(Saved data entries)

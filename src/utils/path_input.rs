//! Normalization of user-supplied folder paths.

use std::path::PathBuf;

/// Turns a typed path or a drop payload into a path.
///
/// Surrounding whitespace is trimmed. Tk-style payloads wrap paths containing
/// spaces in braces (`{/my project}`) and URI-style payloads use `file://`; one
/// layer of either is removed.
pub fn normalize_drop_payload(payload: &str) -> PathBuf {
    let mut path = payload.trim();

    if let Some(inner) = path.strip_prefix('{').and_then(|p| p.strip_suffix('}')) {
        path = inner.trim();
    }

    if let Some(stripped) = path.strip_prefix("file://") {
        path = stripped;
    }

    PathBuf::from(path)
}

...

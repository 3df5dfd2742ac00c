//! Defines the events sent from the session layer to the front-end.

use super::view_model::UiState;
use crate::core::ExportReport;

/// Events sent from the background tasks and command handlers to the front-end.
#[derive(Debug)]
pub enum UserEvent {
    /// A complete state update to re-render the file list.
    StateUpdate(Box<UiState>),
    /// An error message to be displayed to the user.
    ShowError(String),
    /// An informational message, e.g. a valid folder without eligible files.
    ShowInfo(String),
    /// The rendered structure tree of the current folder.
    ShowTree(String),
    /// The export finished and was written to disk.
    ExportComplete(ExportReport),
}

==

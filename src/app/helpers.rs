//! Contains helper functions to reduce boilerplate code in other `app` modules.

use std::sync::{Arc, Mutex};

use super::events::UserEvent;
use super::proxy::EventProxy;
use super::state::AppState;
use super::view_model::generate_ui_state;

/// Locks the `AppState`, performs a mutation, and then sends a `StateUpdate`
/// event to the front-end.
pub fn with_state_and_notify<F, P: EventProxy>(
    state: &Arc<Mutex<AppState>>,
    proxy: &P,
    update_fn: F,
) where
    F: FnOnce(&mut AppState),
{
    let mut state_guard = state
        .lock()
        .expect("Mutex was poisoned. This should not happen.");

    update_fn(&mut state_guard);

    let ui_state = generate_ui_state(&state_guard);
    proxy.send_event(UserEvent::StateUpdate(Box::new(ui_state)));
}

→ **Work instruction**: Search the entries for "UiState" and show every line that has it.

→ **Written solution**:
use super::view_model::UiState;
    StateUpdate(Box<UiState>),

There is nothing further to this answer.